KADIATOU CONTE : Bon, je dirai par un coup de destin. En tant que femme, j’étais peut-être prédestinée à ce travail, c’est pourquoi je suis dedans. C’est vrai, il n’y a pas beaucoup de femmes dans ce travail d’engins lourds. Il y avait une du nom de Salimatou Ndiaye à Koba, mais cette dernière est décédée paix à son âme et moi Kadiatou Conté. Je suis arrivée en dernière position. Il peut y avoir d’autres mais je ne les connais pas.
Le destin « OUI », mais qu’est-ce qui a servi de déclic ?
Bon, l’apprentissage ne vient pas de loin pour moi. Mon cher père était conducteur de tracteur. C’est lui qui m’a appris à conduire. Un jour il m’a dit Kadiatou, ta vie peut bien passer dans la conduite de tracteur. (…) Je n’ai pas duré à l’école. Mon père m’avait fait venir comme ça auprès de lui. Je l’ai suivi sans résistance. Aujourd’hui gloire à Dieu, je vis de ça. Ce n’est pas un travail facile. Si tu n’es pas soutenu, encouragé tu ne peux pas apprendre, il faut quelqu’un auprès de toi pour ça.

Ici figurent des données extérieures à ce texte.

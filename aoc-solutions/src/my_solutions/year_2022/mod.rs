pub mod day_01;
pub mod day_06;
pub mod day_13;
pub mod day_20;
pub mod day_25;
aoc_solver::script_main!(aoc_solutions::my_solutions::year_2020::day_01::Solver, 1);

L’apprentissage vous a pris combien de temps Kadiatou Conté ?
Bon beaucoup de temps, le début c’était en 2006, ça a duré jusqu’en 2009. Puis j’ai continué jusqu’en 2014, parce que ce n’est pas facile. Un tracteur agricole ce n’est pas rouler les pneus seulement, tout le monde peut faire ça, mais ce qui est plus important, c’est de savoir manipuler les charrues, connaitre les types de sol, comment entrer et tourner dans le champ parce que si c’est mal fait, vous ratez de mettre les semences sous la terre, les animaux viendront avaler tout. Donc ça demande toute une expérience. Et à chaque fois, il y a de nouveaux arrivages de tracteurs méconnus par certains conducteurs. Donc, il faut t’adapter et savoir monter, manipuler les accessoires. Tantôt c’est des charrues, tantôt c’est du matériel d’arrosage ou de pulvérisation d’herbicide, mais de récolte aussi. Vous allez rencontrer des terrains réguliers et irréguliers ou bien hétérogène. Tout se passera dans la tête du conducteur ou de la conductrice et il faut pouvoir répondre à la sollicitation du client ou de l’opérateur agricole.

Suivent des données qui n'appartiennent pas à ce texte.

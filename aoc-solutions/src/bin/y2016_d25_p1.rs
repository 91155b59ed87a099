aoc_solver::script_main!(aoc_solutions::my_solutions::year_2016::day_25::Solver, 1);
//! Parser and solver traits implemented by every puzzle

use crate::error::{ParseError, SolveError, SolverError};
use std::ops::RangeInclusive;

/// Turns the raw puzzle text into the structure all parts work on
///
/// `SharedData` may borrow from the input (`Vec<&'a str>`, maps keyed by
/// node names) or own it outright. It is mutable during solving, so a part
/// can leave results behind for a later part.
pub trait AocParser {
    type SharedData<'a>;

    /// Parse the full puzzle input; malformed text is a [`ParseError`]
    fn parse<'a>(input: &'a str) -> Result<Self::SharedData<'a>, ParseError>;
}

/// One part of a puzzle; `N` is the part number
///
/// Implemented once per part and wired up by `#[derive(AocSolver)]`.
pub trait PartSolver<const N: u8>: AocParser {
    /// The answer line, without a trailing newline
    fn solve(shared: &mut Self::SharedData<'_>) -> Result<String, SolveError>;
}

/// A whole puzzle: how many parts it has and how to solve each of them
///
/// Normally derived. A hand-written impl looks like this:
///
/// ```
/// use aoc_solver::{AocParser, ParseError, SolveError, Solver, SolverExt};
///
/// /// Final floor, then the first step into the basement.
/// struct Floors;
///
/// impl AocParser for Floors {
///     type SharedData<'a> = Vec<i64>;
///
///     fn parse(input: &str) -> Result<Self::SharedData<'_>, ParseError> {
///         input
///             .trim_end()
///             .chars()
///             .map(|c| match c {
///                 '(' => Ok(1),
///                 ')' => Ok(-1),
///                 other => Err(ParseError::InvalidFormat(format!("unexpected {:?}", other))),
///             })
///             .collect()
///     }
/// }
///
/// impl Solver for Floors {
///     const PARTS: u8 = 2;
///
///     fn solve_part(moves: &mut Self::SharedData<'_>, part: u8) -> Result<String, SolveError> {
///         match part {
///             1 => Ok(moves.iter().sum::<i64>().to_string()),
///             2 => moves
///                 .iter()
///                 .scan(0, |floor, step| {
///                     *floor += step;
///                     Some(*floor)
///                 })
///                 .position(|floor| floor < 0)
///                 .map(|idx| (idx + 1).to_string())
///                 .ok_or_else(|| SolveError::Exhausted("never reaches the basement".into())),
///             _ => Err(SolveError::PartNotImplemented(part)),
///         }
///     }
/// }
///
/// assert_eq!(Floors::parse_and_solve("(()(()(", 1).unwrap(), "3");
/// assert_eq!(Floors::parse_and_solve("()())", 2).unwrap(), "5");
/// assert!(Floors::parse_and_solve("()", 3).is_err());
/// ```
pub trait Solver: AocParser {
    /// Number of parts, counted from 1
    const PARTS: u8;

    /// Solve `part`; parts the puzzle lacks give `SolveError::PartNotImplemented`
    fn solve_part(shared: &mut Self::SharedData<'_>, part: u8) -> Result<String, SolveError>;
}

/// Range-checked entry points shared by the script runner and the registry
pub trait SolverExt: Solver {
    /// Valid part numbers
    fn parts() -> RangeInclusive<u8> {
        1..=Self::PARTS
    }

    /// Like [`Solver::solve_part`], but parts outside [`SolverExt::parts`]
    /// fail with `SolveError::PartOutOfRange`
    fn solve_part_checked_range(
        shared: &mut Self::SharedData<'_>,
        part: u8,
    ) -> Result<String, SolveError> {
        if Self::parts().contains(&part) {
            Self::solve_part(shared, part)
        } else {
            Err(SolveError::PartOutOfRange(part))
        }
    }

    /// Parse `input` and solve a single part
    fn parse_and_solve(input: &str, part: u8) -> Result<String, SolverError> {
        let mut shared = Self::parse(input)?;
        Ok(Self::solve_part_checked_range(&mut shared, part)?)
    }
}

impl<T: Solver + ?Sized> SolverExt for T {}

Expliquez-nous c’est quoi la sollicitation du client dans le secteur agricole ?
Bon, vous savez certains agriculteurs donnent un emploi régulier et rémunéré par mois, mais d’autres c’est pendant la période agricole qu’ils contactent un conducteur pour faire un travail de quelques jours. C’est un travail bien orienté, mais si tu ne peux pas le faire, il va te laisser pour aller trouver quelqu’un qui peut faire son travail.
Le plus souvent nous partons avec la maitrise seulement, nous n’avons pas d’engins en tant que conducteurs, les machines appartiennent aux agriculteurs. Ils nous payent la prestation selon les négociations, jour travaillé ou par hectare. Tout dépend de ce que vous vous êtes dit.

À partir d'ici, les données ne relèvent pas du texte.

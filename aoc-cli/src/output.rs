//! Output formatting for solver results

use crate::executor::SolverResult;
use aoc_solver::FactoryInfo;
use chrono::TimeDelta;

/// Output formatter for solver results
pub struct OutputFormatter {
    quiet: bool,
    timings: bool,
}

impl OutputFormatter {
    pub fn new(quiet: bool, timings: bool) -> Self {
        Self { quiet, timings }
    }

    /// Format a single result line
    pub fn format_result(&self, result: &SolverResult) -> String {
        if self.quiet {
            return result.answer.clone();
        }
        let prefix = format!("{}/{:02} Part {}", result.year, result.day, result.part);
        if !self.timings {
            return format!("{}: {}", prefix, result.answer);
        }
        let parse_timing = result
            .parse_duration
            .map(|d| format!("parse: {}, ", format_duration(d)))
            .unwrap_or_default();
        format!(
            "{}: {} ({}solve: {})",
            prefix,
            result.answer,
            parse_timing,
            format_duration(result.solve_duration)
        )
    }

    pub fn print_result(&self, result: &SolverResult) {
        println!("{}", self.format_result(result));
    }

    /// One catalogue line
    pub fn format_listing(&self, info: &FactoryInfo) -> String {
        format!("{}/{:02} ({} parts)", info.year, info.day, info.parts)
    }

    /// Print total times after several timed parts
    pub fn print_summary(&self, results: &[SolverResult]) {
        if self.quiet || !self.timings || results.len() < 2 {
            return;
        }
        let parse: TimeDelta = results.iter().filter_map(|r| r.parse_duration).sum();
        let solve: TimeDelta = results.iter().map(|r| r.solve_duration).sum();
        println!();
        println!("--- Summary ---");
        println!("Total parse time: {}", format_duration(parse));
        println!("Total solve time: {}", format_duration(solve));
    }
}

/// Format a TimeDelta for display
pub fn format_duration(d: TimeDelta) -> String {
    let Some(micros) = d.num_microseconds() else {
        return "N/A".to_string();
    };

    if micros < 0 {
        return format!("-{}", format_duration(-d));
    }

    if micros < 1000 {
        format!("{}µs", micros)
    } else if micros < 1_000_000 {
        format!("{:.2}ms", micros as f64 / 1000.0)
    } else {
        format!("{:.2}s", micros as f64 / 1_000_000.0)
    }
}

#[cfg(test)]
mod tests {
    use super::*;
    use proptest::prelude::*;

    fn result(part: u8, parse: Option<i64>) -> SolverResult {
        SolverResult {
            year: 2016,
            day: 5,
            part,
            answer: "18f47a30".to_string(),
            parse_duration: parse.map(TimeDelta::microseconds),
            solve_duration: TimeDelta::milliseconds(1500),
        }
    }

    #[test]
    fn test_plain_line() {
        let fmt = OutputFormatter::new(false, false);
        assert_eq!(fmt.format_result(&result(1, Some(12))), "2016/05 Part 1: 18f47a30");
    }

    #[test]
    fn test_quiet_line_is_answer_only() {
        let fmt = OutputFormatter::new(true, true);
        assert_eq!(fmt.format_result(&result(2, None)), "18f47a30");
    }

    #[test]
    fn test_timed_lines() {
        let fmt = OutputFormatter::new(false, true);
        assert_eq!(
            fmt.format_result(&result(1, Some(12))),
            "2016/05 Part 1: 18f47a30 (parse: 12µs, solve: 1.50s)"
        );
        assert_eq!(
            fmt.format_result(&result(2, None)),
            "2016/05 Part 2: 18f47a30 (solve: 1.50s)"
        );
    }

    #[test]
    fn test_listing() {
        let fmt = OutputFormatter::new(false, false);
        let info = FactoryInfo {
            year: 2020,
            day: 13,
            parts: 2,
        };
        assert_eq!(fmt.format_listing(&info), "2020/13 (2 parts)");
    }

    #[test]
    fn test_duration_units() {
        assert_eq!(format_duration(TimeDelta::microseconds(999)), "999µs");
        assert_eq!(format_duration(TimeDelta::microseconds(1500)), "1.50ms");
        assert_eq!(format_duration(TimeDelta::seconds(3)), "3.00s");
        assert_eq!(format_duration(TimeDelta::microseconds(-20)), "-20µs");
    }

    proptest! {
        #[test]
        fn prop_duration_has_a_unit(micros in -10_000_000_000i64..10_000_000_000) {
            let text = format_duration(TimeDelta::microseconds(micros));
            prop_assert!(text.ends_with("µs") || text.ends_with("ms") || text.ends_with('s'));
            prop_assert_eq!(text.starts_with('-'), micros < 0);
        }
    }
}
pub mod day_01;
pub mod day_12;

Etes-vous aptes à toutes les demandes ?
Bon peut-être à beaucoup, je ne dirais pas tout, mais je conduis plusieurs genres de tracteurs, même celui qui récolte. Je viens souvent dans les champs pour travailler et rentrer auprès de ma famille quand je termine en attendant une autre sollicitation. Sinon je suis mariée et mère de trois enfants. Mon mari et les enfants sont à Conakry, je les rejoins quand je termine. J’aime les champs plus que tout, ma vie y est attachée. Je suis fière de conduire les tracteurs comme les hommes.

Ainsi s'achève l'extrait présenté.